SASSARI. Mancano ancora nove minuti al fischio finale quando gli oltre duemila tifosi azzurri presenti al parco di Monserrato cominciano a dirigersi a testa bassa verso i cancelli mentre i pochi tifosi della “roja” danno il via ai festeggiamenti. È l'epilogo di Italia-Spagna 21 giorni dopo. Tre settimane dopo Sassari si ritrova tappezzata di maxi-schermi, nel tentativo di assecondare il desiderio di rivincita anche di chi il calcio non lo segue proprio o addirittura lo detesta. Caronte è un cliente scomodo con i suoi quaranta gradi e la sua coltre di umido che si trascina fino a notte fonda, ma la sua alleanza con la domenica e la voglia di mare non può nulla al cospetto della passione azzurra: il parco di Monserrato un'ora prima del fischio di inizio è già una bolgia tinta d'azzurro. Il popolo del maxi-schermo parte in sordina. Pochi schiamazzi, pochi cori, poco entusiasmo. Ci vuole Xavi a scuotere gli animi: la sua conclusione fa drizzare i capelli all'esercito di Monserrato. L'Italia sembra una lontana parente di quella vista con la Germania, mentre le triangolazioni da play-station delle furie rosse cominciano a dare il via alle prime manifestazioni di dissenso del tifo sassarese. Al 13' gli azzurri sono già sotto e così nel giro di pochi minuti i Prandelli della situazione cominciano a moltiplicarsi. Chiellini fa sgolare i più esagitati mentre l'indolenza di Balotelli innesca i primi sbuffi e qualche imprecazione. Cassano prova a suonare la sveglia ma l'armata spagnola è un muro di gomma capace di ammutolire anche il più accanito dei sostenitori. Il raddoppio di Jordi Alba è una stilettata che stritola anche la schiera degli ottimisti, paralizzati davanti allo schermo con le mani tra i capelli tra gli sfottò di un piccolo gruppo di tifosi spagnoli. La ripresa infiamma i duemila di Monserrato che, irritati dalla festa spagnola, cercano di spingere gli azzurri verso la rimonta, ma è solo il canto del cigno perché l'infortunio di Thiago Motta dà il via ai titoli di coda di un match già in salita. Lo sconforto dei tifosi sassaresi trova il suo emblema nel volto affranto di mister Prandelli. L'Italia perde i pezzi, ma Sassari non si arrende e in un ultimo estremo tentativo cerca di far arrivare il suo sostegno fino al prato di Kiev. Ma all'ironia della sorte non c'è mai limite e così è stato proprio Torres (“el niño Fernando, attaccante del Chelsea) a mandare a casa gli azzurri, sassaresi compresi.

Traghettati poi stancamente da “Caronte” verso il bar più vicino per commentare la partita davanti a una bibita con le bandiere arrotolate e i musi lunghi.
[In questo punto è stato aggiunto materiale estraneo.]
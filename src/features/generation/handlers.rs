use axum::{extract::State, Json};
use std::sync::Arc;
use validator::Validate;

use crate::core::error::{AppError, Result};
use crate::core::extractor::{AppJson, RequestContext};
use crate::features::auth::model::Actor;
use crate::features::generation::dtos::{ProcessTextDto, ProcessTextResponseDto};
use crate::features::generation::service::GenerationService;
use crate::shared::types::ApiResponse;

#[derive(Clone)]
pub struct GenerationState {
    pub service: Arc<GenerationService>,
}

/// Run a text-processing operation driven by the named definition
#[utoipa::path(
    post,
    path = "/api/text/process",
    request_body = ProcessTextDto,
    responses(
        (status = 200, description = "Text processed", body = ApiResponse<ProcessTextResponseDto>),
        (status = 400, description = "Validation error"),
        (status = 403, description = "Definition not available for this account"),
        (status = 404, description = "Definition not found"),
        (status = 429, description = "Rate limit exceeded")
    ),
    tag = "text",
    security(("bearer_auth" = []))
)]
pub async fn process_text(
    State(state): State<GenerationState>,
    actor: Actor,
    ctx: RequestContext,
    AppJson(dto): AppJson<ProcessTextDto>,
) -> Result<Json<ApiResponse<ProcessTextResponseDto>>> {
    dto.validate()
        .map_err(|e| AppError::Validation(e.to_string()))?;

    let response = state.service.process(&actor, &ctx.ip, dto).await?;
    Ok(Json(ApiResponse::success(Some(response), None, None)))
}
use lazy_static::lazy_static;
use regex::Regex;

lazy_static! {
    /// Regex for validating definition machine keys.
    /// Must be lowercase letters and underscores only.
    /// - Valid: "punctuation", "nikud_full", "source_lookup"
    /// - Invalid: "Punctuation", "nikud-full", "nikud2", "nikud full"
    pub static ref DEFINITION_KEY_REGEX: Regex = Regex::new(r"^[a-z_]+$").unwrap();

    /// Regex for validating actor ids carried in JWT subjects.
    /// Hex object ids or UUID-shaped identifiers.
    pub static ref ACTOR_ID_REGEX: Regex = Regex::new(r"^[a-zA-Z0-9_-]{1,64}$").unwrap();
}

#[cfg(test)]
mod tests {
    use super::*;

    #[test]
    fn test_definition_key_regex_valid() {
        assert!(DEFINITION_KEY_REGEX.is_match("punctuation"));
        assert!(DEFINITION_KEY_REGEX.is_match("nikud_full"));
        assert!(DEFINITION_KEY_REGEX.is_match("source_lookup"));
        assert!(DEFINITION_KEY_REGEX.is_match("a"));
        assert!(DEFINITION_KEY_REGEX.is_match("_internal"));
    }

    #[test]
    fn test_definition_key_regex_invalid() {
        assert!(!DEFINITION_KEY_REGEX.is_match("Punctuation")); // uppercase
        assert!(!DEFINITION_KEY_REGEX.is_match("nikud-full")); // hyphen
        assert!(!DEFINITION_KEY_REGEX.is_match("nikud2")); // digit
        assert!(!DEFINITION_KEY_REGEX.is_match("nikud full")); // space
        assert!(!DEFINITION_KEY_REGEX.is_match("")); // empty
    }

    #[test]
    fn test_actor_id_regex() {
        assert!(ACTOR_ID_REGEX.is_match("65a1b2c3d4e5f6a7b8c9d0e1"));
        assert!(ACTOR_ID_REGEX.is_match("system"));
        assert!(!ACTOR_ID_REGEX.is_match("actor with spaces"));
        assert!(!ACTOR_ID_REGEX.is_match(""));
    }
}
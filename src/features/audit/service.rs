use std::sync::Arc;

use chrono::{DateTime, Utc};
use uuid::Uuid;

use crate::core::error::Result;
use crate::features::audit::models::{
    ActorStats, AdminAuditEvent, AuditQueryFilter, NewAuditEvent,
};
use crate::features::audit::policy::policy_for;
use crate::features::audit::store::AuditStore;

/// Service over the append-only audit trail. `record` derives severity and
/// flags from the static action policy table; the caller supplies neither.
pub struct AuditService {
    store: Arc<dyn AuditStore>,
}

impl AuditService {
    pub fn new(store: Arc<dyn AuditStore>) -> Self {
        Self { store }
    }

    /// Append one event. Never fails from the caller's perspective: a store
    /// failure must not abort the operation that triggered the event, so it
    /// is logged operationally and swallowed.
    pub async fn record(&self, event: NewAuditEvent) {
        let policy = policy_for(event.action);
        let action = event.action;

        let full = AdminAuditEvent {
            id: Uuid::new_v4(),
            actor_id: event.actor_id,
            action: event.action,
            target_type: event.target_type,
            target_id: event.target_id,
            target_name: event.target_name,
            description: event.description,
            changes_before: event.changes_before,
            changes_after: event.changes_after,
            request: event.request,
            result: event.result,
            severity: policy.severity,
            requires_review: policy.requires_review,
            is_security_event: policy.is_security_event,
            is_compliance: policy.is_compliance,
            is_automated: false,
            metadata: event.metadata,
            review: None,
            created_at: Utc::now(),
        };

        if full.is_security_event {
            tracing::warn!(
                action = action.as_str(),
                actor_id = %full.actor_id,
                severity = full.severity.as_str(),
                "Security-relevant admin action recorded"
            );
        }

        if let Err(e) = self.store.insert(&full).await {
            tracing::error!(
                action = action.as_str(),
                actor_id = %full.actor_id,
                "Failed to write audit event: {}",
                e
            );
        }
    }

    pub async fn query(
        &self,
        filter: &AuditQueryFilter,
        offset: i64,
        limit: i64,
    ) -> Result<(Vec<AdminAuditEvent>, i64)> {
        self.store.query(filter, offset, limit).await
    }

    pub async fn security_events(&self, window_hours: i64) -> Result<Vec<AdminAuditEvent>> {
        self.store.security_events(window_hours).await
    }

    pub async fn failed_events(&self, window_hours: i64) -> Result<Vec<AdminAuditEvent>> {
        self.store.failed_events(window_hours).await
    }

    /// Aggregates for operational dashboards, never for access decisions.
    pub async fn stats_by_actor(
        &self,
        from: Option<DateTime<Utc>>,
        to: Option<DateTime<Utc>>,
    ) -> Result<Vec<ActorStats>> {
        self.store.stats_by_actor(from, to).await
    }

    /// Attach a review annotation, the only mutation an event admits.
    pub async fn mark_reviewed(
        &self,
        id: Uuid,
        reviewed_by: &str,
        status: &str,
        notes: Option<&str>,
    ) -> Result<AdminAuditEvent> {
        self.store.mark_reviewed(id, reviewed_by, status, notes).await
    }
}

#[cfg(test)]
mod tests {
    use super::*;
    use crate::features::audit::models::{
        ActionResult, AuditAction, EventMetadata, RequestInfo, Severity, TargetType,
    };
    use crate::shared::test_helpers::InMemoryAuditStore;

    fn new_event(action: AuditAction) -> NewAuditEvent {
        NewAuditEvent {
            actor_id: "actor-1".to_string(),
            action,
            target_type: TargetType::Definition,
            target_id: Some("def-1".to_string()),
            target_name: Some("punctuation".to_string()),
            description: "test event".to_string(),
            changes_before: None,
            changes_after: None,
            request: RequestInfo::default(),
            result: ActionResult::success(),
            metadata: EventMetadata::default(),
        }
    }

    #[tokio::test]
    async fn record_derives_severity_and_flags() {
        let store = Arc::new(InMemoryAuditStore::new());
        let service = AuditService::new(store.clone());

        service.record(new_event(AuditAction::DefinitionDeleted)).await;

        let events = store.all().await;
        assert_eq!(events.len(), 1);
        assert_eq!(events[0].severity, Severity::High);
        assert!(events[0].requires_review);
    }

    #[tokio::test]
    async fn recording_same_action_twice_derives_identical_classification() {
        let store = Arc::new(InMemoryAuditStore::new());
        let service = AuditService::new(store.clone());

        service.record(new_event(AuditAction::UnauthorizedAccess)).await;
        service.record(new_event(AuditAction::UnauthorizedAccess)).await;

        let events = store.all().await;
        assert_eq!(events.len(), 2);
        assert_eq!(events[0].severity, events[1].severity);
        assert_eq!(events[0].is_security_event, events[1].is_security_event);
        assert_eq!(events[0].requires_review, events[1].requires_review);
    }

    #[tokio::test]
    async fn security_events_window_returns_flagged_events() {
        let store = Arc::new(InMemoryAuditStore::new());
        let service = AuditService::new(store);

        service.record(new_event(AuditAction::UnauthorizedAccess)).await;
        service.record(new_event(AuditAction::DefinitionCreated)).await;

        let events = service.security_events(24).await.unwrap();
        assert_eq!(events.len(), 1);
        assert_eq!(events[0].action, AuditAction::UnauthorizedAccess);
    }

    #[tokio::test]
    async fn stats_by_actor_aggregates_success_and_failure() {
        let store = Arc::new(InMemoryAuditStore::new());
        let service = AuditService::new(store);

        service.record(new_event(AuditAction::DefinitionCreated)).await;
        let mut failed = new_event(AuditAction::VersionActivated);
        failed.result = ActionResult::error("NOT_FOUND", "missing version");
        service.record(failed).await;

        let stats = service.stats_by_actor(None, None).await.unwrap();
        assert_eq!(stats.len(), 1);
        assert_eq!(stats[0].total_actions, 2);
        assert_eq!(stats[0].successful_actions, 1);
        assert_eq!(stats[0].failed_actions, 1);
        assert!((stats[0].success_rate - 50.0).abs() < f64::EPSILON);
        assert!(stats[0].last_activity.is_some());
    }
}
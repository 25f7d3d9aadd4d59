use serde::{Deserialize, Serialize};
use utoipa::{IntoParams, ToSchema};

use crate::shared::constants::{DEFAULT_PAGE_SIZE, MAX_PAGE_SIZE};

#[derive(Debug, Serialize, Deserialize, ToSchema)]
pub struct ApiResponse<T> {
    pub success: bool,
    /// Stable machine-readable code, only set on failures.
    #[serde(skip_serializing_if = "Option::is_none")]
    pub code: Option<String>,
    pub data: Option<T>,
    pub message: Option<String>,
    pub meta: Option<Meta>,
}

#[derive(Debug, Serialize, Deserialize, ToSchema)]
pub struct Meta {
    pub total: i64,
}

// =============================================================================
// PAGINATION
// =============================================================================

/// Standard pagination query parameters for all list endpoints.
#[allow(dead_code)]
#[derive(Debug, Clone, Deserialize, IntoParams)]
pub struct PaginationQuery {
    /// Page number (1-indexed, default: 1)
    #[serde(default = "default_page")]
    #[param(minimum = 1)]
    pub page: i64,

    /// Number of items per page (default: 10, max: 100)
    #[serde(default = "default_page_size")]
    #[param(minimum = 1, maximum = 100)]
    pub page_size: i64,
}

fn default_page() -> i64 {
    1
}

fn default_page_size() -> i64 {
    DEFAULT_PAGE_SIZE
}

impl Default for PaginationQuery {
    fn default() -> Self {
        Self {
            page: 1,
            page_size: DEFAULT_PAGE_SIZE,
        }
    }
}

#[allow(dead_code)]
impl PaginationQuery {
    /// Calculate SQL OFFSET from page number
    pub fn offset(&self) -> i64 {
        (self.page.max(1) - 1) * self.limit()
    }

    /// Get clamped page_size (respects MAX_PAGE_SIZE)
    pub fn limit(&self) -> i64 {
        self.page_size.clamp(1, MAX_PAGE_SIZE)
    }
}

impl<T> ApiResponse<T> {
    pub fn success(data: Option<T>, message: Option<String>, meta: Option<Meta>) -> Self {
        Self {
            success: true,
            code: None,
            data,
            message,
            meta,
        }
    }

    pub fn error(code: &str, message: Option<String>) -> ApiResponse<()> {
        ApiResponse {
            success: false,
            code: Some(code.to_string()),
            data: None,
            message,
            meta: None,
        }
    }
}
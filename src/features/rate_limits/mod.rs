pub mod counter_store;
pub mod service;

pub use counter_store::{CounterStore, InMemoryCounterStore};
pub use service::{RateLimitClass, RateLimitService};
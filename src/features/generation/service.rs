use std::sync::Arc;
use std::time::Instant;

use crate::core::config::GenerationConfig;
use crate::core::error::{AppError, Result};
use crate::features::auth::model::Actor;
use crate::features::generation::client::{GenerationRequest, TextGenerator};
use crate::features::generation::dtos::{ProcessTextDto, ProcessTextResponseDto};
use crate::features::generation::client::ChatMessage;
use crate::features::prompts::PromptService;
use crate::features::rate_limits::{RateLimitClass, RateLimitService};

/// Orchestrates a text-processing call: visibility check, generation rate
/// class, vault open of the active content, the outbound call, and the usage
/// sample on the definition. The decrypted content is transmitted only in
/// the request's system field and is never logged or echoed.
pub struct GenerationService {
    prompts: Arc<PromptService>,
    generator: Arc<dyn TextGenerator>,
    rate_limits: Arc<RateLimitService>,
    config: GenerationConfig,
}

impl GenerationService {
    pub fn new(
        prompts: Arc<PromptService>,
        generator: Arc<dyn TextGenerator>,
        rate_limits: Arc<RateLimitService>,
        config: GenerationConfig,
    ) -> Self {
        Self {
            prompts,
            generator,
            rate_limits,
            config,
        }
    }

    pub async fn process(
        &self,
        actor: &Actor,
        ip: &str,
        dto: ProcessTextDto,
    ) -> Result<ProcessTextResponseDto> {
        self.rate_limits
            .check(RateLimitClass::Generation, &actor.id, ip)
            .await?;

        let definition = self.prompts.get_definition_by_key(&dto.definition_key).await?;
        if !definition.can_actor_use(actor) {
            return Err(AppError::Forbidden(
                "This operation is not available for your account".to_string(),
            ));
        }

        let active = self.prompts.active_content_of(&definition)?;
        let mut system = active.content;
        if let Some(instruction) = active.system_instruction {
            system.push_str("\n\n");
            system.push_str(&instruction);
        }

        // Bound the history the external call sees.
        let skip = dto
            .history
            .len()
            .saturating_sub(self.config.max_history_messages);
        let mut messages: Vec<ChatMessage> = dto.history.into_iter().skip(skip).collect();
        messages.push(ChatMessage {
            role: "user".to_string(),
            content: dto.text,
        });

        let request = GenerationRequest {
            model: dto.model.unwrap_or_else(|| self.config.default_model.clone()),
            max_tokens: dto.max_tokens.unwrap_or(self.config.default_max_tokens),
            temperature: dto
                .temperature
                .unwrap_or(self.config.default_temperature),
            system,
            messages,
        };

        let started = Instant::now();
        let outcome = self.generator.generate(request).await;
        let elapsed_ms = started.elapsed().as_millis() as f64;

        match outcome {
            Ok(output) => {
                let tokens = (output.input_tokens + output.output_tokens) as f64;
                if let Err(e) = self
                    .prompts
                    .record_usage(definition.id, elapsed_ms, tokens, true)
                    .await
                {
                    tracing::error!("Failed to record usage stats: {}", e);
                }

                Ok(ProcessTextResponseDto {
                    definition_key: definition.key,
                    text: output.text,
                    model: output.model,
                    input_tokens: output.input_tokens,
                    output_tokens: output.output_tokens,
                })
            }
            Err(e) => {
                if let Err(stats_err) = self
                    .prompts
                    .record_usage(definition.id, elapsed_ms, 0.0, false)
                    .await
                {
                    tracing::error!("Failed to record usage stats: {}", stats_err);
                }
                Err(e)
            }
        }
    }
}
Pochi minuti dopo la sconfitta, molti si sono messi in macchina per tornare a casa a testa bassa in un corteo di auto che

aveva poca voglia di festeggiare. Ma molti si sono poi ritrovati in piazzale Segni per concludere in gloria una serata triste, cercando di divertirsi con sventolio di bandiere, suono di trombe e qualche partitella improvvisata. Ma l’epilogo amaro ha impedito di far festa fino a tarda notte.